Innovation in real estate: Proptech - the rise of technology in the property market
20. February 2018 | Drooms Global
Whichever way you look at it, change is happening right here, right now and the role of technology will only increase as the sector matures. The only way forward is to embrace the inescapable restructuring or risk being left behind by the competition.
The term proptech has been thrown around a lot recently but in its simplest form can be understood as the harnessing of technology for advancement in the property sector. Its definition in terms of scope over time however will almost certainly change. The idea that technology can improve current services being offered is not at all new, but both the current buzz words used to describe that very process and the speed at which the market is moving most certainly is. Branded ‘PropTech 1.0’ by Oxford University and Said Business School in a 2017 study entitled PropTech 3.0: the future of real estate, the first proptech wave can be traced back to the 1980s with the emergence of computers and some of their ability to support spreadsheet software for the purposes of data formatting and analysis.
So why the sudden excitement now?
A new wave of innovation and investment
Spurred on by frustration, breakthroughs in technology, notably the emergence of the Internet of Things (IoT), 4G, Wi-Fi, open-source software, e-commerce and cloud computing has driven demand for tech savvy real estate professionals. When it comes to the real estate industry, fundraising is widespread but over the past four years, such activity has also become particularly noteworthy. According to SBInsights that released figures at the beginning of 2017, over the past five years, proptech companies have been setting new records on an annual basis both in terms of the number of deals and dollars raised. A total of close to $6.4 billion in funding for the period was obtained across 817 deals. In 2016 alone, industry related start-ups raised a whopping $2.6 billion across 235 deals. Both Homelink ($926M) and OpenDoor Labs ($210M) in particular sustained large amounts of funding. Growth is not constrained to one particular market or product type either.

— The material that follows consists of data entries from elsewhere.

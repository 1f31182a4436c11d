//! # Sync Protocol
//!
//! One poll cycle, start to finish: heartbeat, settings snapshot, display
//! manifest, command handoff. Polling is pull-based and stateless between
//! requests -- no session survives the response, and a dropped poll is
//! simply retried by the client on its own schedule.

use crate::configs::settings::{MattingMode, Settings, SettingsStore};
use crate::core::inventory::{Photo, PhotoInventory};
use crate::core::ota::{self, FileVersionStatus};
use crate::core::registry::{ClientRecord, ClientRegistry, PowerCommand};
use crate::core::sorting::{DisplayUnit, SortingEngine};
use crate::errors::StoreError;
use chrono::{DateTime, Duration, Utc};
use serde::{Deserialize, Serialize};
use std::sync::Arc;

/// 24-bit background color.
#[derive(Debug, Clone, Copy, PartialEq, Eq)]
pub struct Rgb(pub u8, pub u8, pub u8);

impl Rgb {
    pub const BLACK: Rgb = Rgb(0, 0, 0);
    pub const WHITE: Rgb = Rgb(255, 255, 255);

    pub fn to_hex(self) -> String {
        format!("#{:02x}{:02x}{:02x}", self.0, self.1, self.2)
    }
}

/// Source of per-photo dominant colors for `matting_mode = auto`. The real
/// extractor lives with the thumbnailing collaborator; the server injects
/// an implementation here.
pub trait DominantColorSource: Send + Sync {
    fn dominant_color(&self, photo: &Photo) -> Rgb;
}

/// Fallback source when no extractor is wired in: a neutral mid gray.
pub struct NeutralMatting;

impl DominantColorSource for NeutralMatting {
    fn dominant_color(&self, _photo: &Photo) -> Rgb {
        Rgb(128, 128, 128)
    }
}

/// What a client sends on every poll.
#[derive(Debug, Clone, Serialize, Deserialize)]
pub struct PollRequest {
    pub client_id: String,
    #[serde(default)]
    pub display_version: String,
    #[serde(default)]
    pub sync_version: String,
}

/// One photo inside a manifest entry.
#[derive(Debug, Clone, Serialize)]
pub struct ManifestPhoto {
    pub id: i64,
    pub filename: String,
    pub original_filename: String,
    pub file_hash: String,
    pub size: u64,
    pub width: u32,
    pub height: u32,
    /// Relative content URL, served by the storage collaborator.
    pub url: String,
}

impl From<&Photo> for ManifestPhoto {
    fn from(photo: &Photo) -> Self {
        Self {
            id: photo.id,
            filename: photo.filename.clone(),
            original_filename: photo.original_filename.clone(),
            file_hash: photo.file_hash.clone(),
            size: photo.size,
            width: photo.width,
            height: photo.height,
            url: format!("/photos/{}", photo.filename),
        }
    }
}

/// One display unit of the manifest, in display order.
#[derive(Debug, Clone, Serialize)]
pub struct ManifestEntry {
    pub kind: ManifestKind,
    pub photos: Vec<ManifestPhoto>,
    /// Pixel gap between the two photos; pairs only.
    #[serde(skip_serializing_if = "Option::is_none")]
    pub gap_px: Option<u32>,
    /// Background fill as `#rrggbb`.
    pub matting_color: String,
}

#[derive(Debug, Clone, Copy, PartialEq, Eq, Serialize)]
#[serde(rename_all = "lowercase")]
pub enum ManifestKind {
    Single,
    Pair,
}

/// The combined payload returned by one poll.
#[derive(Debug, Clone, Serialize)]
pub struct PollResponse {
    pub settings: Settings,
    pub manifest: Vec<ManifestEntry>,
    /// At most one pending command, consumed by this poll.
    pub command: Option<PowerCommand>,
}

/// Derived client liveness, computed at read time and never stored.
#[derive(Debug, Clone, Copy, PartialEq, Eq, Serialize)]
#[serde(rename_all = "lowercase")]
pub enum ClientStatus {
    Active,
    Stale,
}

/// Registry view for the admin surface: the record plus everything derived
/// from it.
#[derive(Debug, Clone, Serialize)]
pub struct ClientReport {
    #[serde(flatten)]
    pub record: ClientRecord,
    pub status: ClientStatus,
    pub versions: Vec<FileVersionStatus>,
}

/// A client is stale once its last heartbeat is older than twice the
/// configured display time; two missed display slots means it is not
/// cycling photos anymore.
pub fn staleness_threshold(settings: &Settings) -> Duration {
    Duration::milliseconds((settings.display_time * 2.0 * 1000.0) as i64)
}

pub fn client_status(
    record: &ClientRecord,
    now: DateTime<Utc>,
    threshold: Duration,
) -> ClientStatus {
    if now - record.last_update > threshold {
        ClientStatus::Stale
    } else {
        ClientStatus::Active
    }
}

/// Orchestrates the stores for each poll. Holds no per-client state of its
/// own; everything a poll returns is recomputed from the shared stores.
pub struct SyncProtocol {
    inventory: Arc<PhotoInventory>,
    settings: Arc<SettingsStore>,
    registry: Arc<ClientRegistry>,
    sorting: SortingEngine,
    colors: Box<dyn DominantColorSource>,
}

impl SyncProtocol {
    pub fn new(
        inventory: Arc<PhotoInventory>,
        settings: Arc<SettingsStore>,
        registry: Arc<ClientRegistry>,
        colors: Box<dyn DominantColorSource>,
    ) -> Self {
        Self {
            inventory,
            settings,
            registry,
            sorting: SortingEngine::new(),
            colors,
        }
    }

    /// Runs one poll cycle: (1) heartbeat, (2) settings snapshot,
    /// (3) manifest, (4) command handoff, (5) combined payload.
    pub fn poll(&self, request: &PollRequest) -> Result<PollResponse, StoreError> {
        self.registry.heartbeat(
            &request.client_id,
            &request.display_version,
            &request.sync_version,
        )?;
        let settings = self.settings.snapshot();
        let manifest = self.manifest(&settings);
        let command = self.registry.consume_command(&request.client_id)?;
        log::debug!(
            "Poll from '{}': {} unit(s), command {:?}",
            request.client_id,
            manifest.len(),
            command
        );
        Ok(PollResponse {
            settings,
            manifest,
            command,
        })
    }

    /// The current manifest under the given settings snapshot.
    pub fn manifest(&self, settings: &Settings) -> Vec<ManifestEntry> {
        let photos = self.inventory.all_photos();
        let units = self.sorting.order(&photos, settings.sort_mode);
        units
            .iter()
            .map(|unit| self.manifest_entry(unit, settings))
            .collect()
    }

    fn manifest_entry(&self, unit: &DisplayUnit, settings: &Settings) -> ManifestEntry {
        let photos = unit.photos();
        let matting_color = match settings.matting_mode {
            MattingMode::Black => Rgb::BLACK,
            MattingMode::White => Rgb::WHITE,
            // One color per displayed unit; the leading photo decides.
            MattingMode::Auto => self.colors.dominant_color(photos[0]),
        };
        let (kind, gap_px) = match unit {
            DisplayUnit::Single(_) => (ManifestKind::Single, None),
            DisplayUnit::Pair(_, _) => (ManifestKind::Pair, Some(settings.portrait_gap)),
        };
        ManifestEntry {
            kind,
            photos: photos.into_iter().map(ManifestPhoto::from).collect(),
            gap_px,
            matting_color: matting_color.to_hex(),
        }
    }

    /// Admin view of every registered client with derived status and OTA
    /// verdicts.
    pub fn client_report(&self) -> Vec<ClientReport> {
        let settings = self.settings.snapshot();
        let threshold = staleness_threshold(&settings);
        let now = Utc::now();
        self.registry
            .all_clients()
            .into_iter()
            .map(|record| {
                let status = client_status(&record, now, threshold);
                let versions = ota::compare(&record, &settings.client_versions);
                ClientReport {
                    record,
                    status,
                    versions,
                }
            })
            .collect()
    }

    /// Restarts the display cycle, forcing a fresh random permutation.
    pub fn restart_cycle(&self) {
        self.sorting.restart_cycle();
    }
}

#[cfg(test)]
mod tests {
    use super::*;
    use crate::configs::settings::{SettingsUpdate, SortMode};
    use crate::core::inventory::test_support::{landscape, portrait};

    fn protocol() -> SyncProtocol {
        let inventory = Arc::new(PhotoInventory::new_in_memory());
        let mut settings = Settings::default();
        settings.sort_mode = SortMode::Sequential;
        SyncProtocol::new(
            inventory,
            Arc::new(SettingsStore::new_in_memory(settings)),
            Arc::new(ClientRegistry::new_in_memory()),
            Box::new(NeutralMatting),
        )
    }

    fn poll_request(client_id: &str) -> PollRequest {
        PollRequest {
            client_id: client_id.to_string(),
            display_version: "1.0.5".to_string(),
            sync_version: "1.0.5".to_string(),
        }
    }

    #[test]
    fn poll_registers_heartbeat_and_returns_payload() {
        let protocol = protocol();
        protocol
            .inventory
            .add_photo(landscape("l1", 0))
            .unwrap();

        let response = protocol.poll(&poll_request("frame-01")).unwrap();
        assert_eq!(response.manifest.len(), 1);
        assert_eq!(response.command, None);
        assert_eq!(response.settings.sort_mode, SortMode::Sequential);

        let record = protocol.registry.client("frame-01").unwrap();
        assert_eq!(record.display_version, "1.0.5");
    }

    #[test]
    fn command_handoff_is_exactly_once() {
        let protocol = protocol();
        protocol.poll(&poll_request("frame-01")).unwrap();
        protocol
            .registry
            .enqueue_command("frame-01", PowerCommand::Restart)
            .unwrap();

        let first = protocol.poll(&poll_request("frame-01")).unwrap();
        assert_eq!(first.command, Some(PowerCommand::Restart));
        let second = protocol.poll(&poll_request("frame-01")).unwrap();
        assert_eq!(second.command, None);
    }

    #[test]
    fn manifest_carries_matting_and_gap() {
        let protocol = protocol();
        protocol.inventory.add_photo(portrait("p1", 0)).unwrap();
        protocol.inventory.add_photo(portrait("p2", 1)).unwrap();
        protocol.inventory.reconcile_pairs().unwrap();

        let response = protocol.poll(&poll_request("frame-01")).unwrap();
        assert_eq!(response.manifest.len(), 1);
        let entry = &response.manifest[0];
        assert_eq!(entry.kind, ManifestKind::Pair);
        assert_eq!(entry.gap_px, Some(20));
        assert_eq!(entry.photos.len(), 2);
        assert_eq!(entry.matting_color, "#ffffff");
        assert_eq!(entry.photos[0].url, "/photos/p1.jpg");

        protocol
            .settings
            .update(SettingsUpdate {
                matting_mode: Some(MattingMode::Auto),
                ..Default::default()
            })
            .unwrap();
        let auto = protocol.poll(&poll_request("frame-01")).unwrap();
        assert_eq!(auto.manifest[0].matting_color, "#808080");
    }

    #[test]
    fn staleness_is_derived_from_display_time() {
        let settings = Settings::default(); // display_time = 15s
        let threshold = staleness_threshold(&settings);
        assert_eq!(threshold, Duration::seconds(30));

        let now = Utc::now();
        let record = ClientRecord {
            client_id: "frame-01".to_string(),
            display_version: String::new(),
            sync_version: String::new(),
            last_update: now - Duration::seconds(31),
            pending_command: None,
        };
        assert_eq!(client_status(&record, now, threshold), ClientStatus::Stale);

        let fresh = ClientRecord {
            last_update: now - Duration::seconds(29),
            ..record
        };
        assert_eq!(client_status(&fresh, now, threshold), ClientStatus::Active);
    }

    #[test]
    fn client_report_flags_version_skew() {
        let protocol = protocol();
        let mut request = poll_request("frame-01");
        request.display_version = "0.9.0".to_string();
        protocol.poll(&request).unwrap();

        let report = protocol.client_report();
        assert_eq!(report.len(), 1);
        assert_eq!(report[0].status, ClientStatus::Active);
        let display = report[0]
            .versions
            .iter()
            .find(|v| v.filename == ota::DISPLAY_FILE)
            .unwrap();
        assert!(!display.up_to_date);
    }
}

The property sector: a late bloomer
Despite the huge amounts of funding, one cannot ignore the large and slow moving asset class. As an emerging and traditionally conservative sector, it is hardly known for the speed at which it has adopted technological change. Disruption has certainly come later than for other industries. Founder of ‘Airbnb for retail’ Ross Bailey described the industry as ‘inefficient and old fashioned’. Industry practices are notoriously inefficient and have a tendency to incur excessive transaction costs indorsed and protected by advisors. A major road block to timely uptake has been a lack of demand as many ask themselves why change is really necessary when what is comfortable and has always been done is profitable and still works. There is added fear, fueled by lack of knowledge on the topic, that technology will get rid of the middle man and replace real estate professionals all together. The automation of tedious tasks however, optimises processes, enhance workflows and boosts productivity rather than signifying job loss specifically, a view also shared by the National Association of Realtors.
Proptech can make the industry more efficient
Whichever way you look at it, change is happening right here, right now and the role of technology will only increase as the sector matures. The only way forward is to embrace the inescapable restructuring or risk being left behind by the competition. The likes of VTS, TenX and Habiteo are not likely to be going anywhere anytime soon and the emergence of crowdfunding for new construction and investment purposes, shared workplace, co-living and home swapping are becoming more and more popular and creating new jobs too.
Due to the increasing complexity of deal making in real estate transactions, greater regulatory and compliance requirements and broader volumes and types of documents involved, one of the biggest use cases for proptech is in real estate due diligence. There will be a greater need for real estate professionals to become more proficient in the use of modern technology and specialised software platforms such as virtual data rooms to improve and speed up processes. Using intelligent systems to automate due diligence can allow professionals to focus their efforts on more qualified and detailed tasks. When Drooms started developing the Findings Manager in conjunction with legal experts, we had precisely this goal in mind: helping due diligence experts with sorting large volumes of information, thereby supporting all parties involved in a transaction. Based on market feedback, the Findings Manager was created to help speed up the document review phase. Potential areas of interest are highlighted. The validation of the findings can be done from within the data room. Process optimisation and risk analysis are among the benefits possible as a result of Drooms having implemented machine learning and AI.
Opportunity is rampant in an industry so ripe for change. That being said it will be important not to misjudge the ability of the sector to oppose innovation. Proptech companies will also face challenges associated with greater competition and many will not weather the storm unless they serve a real need and contribute to a more efficient property market rather than exist for the sake of being disruptive.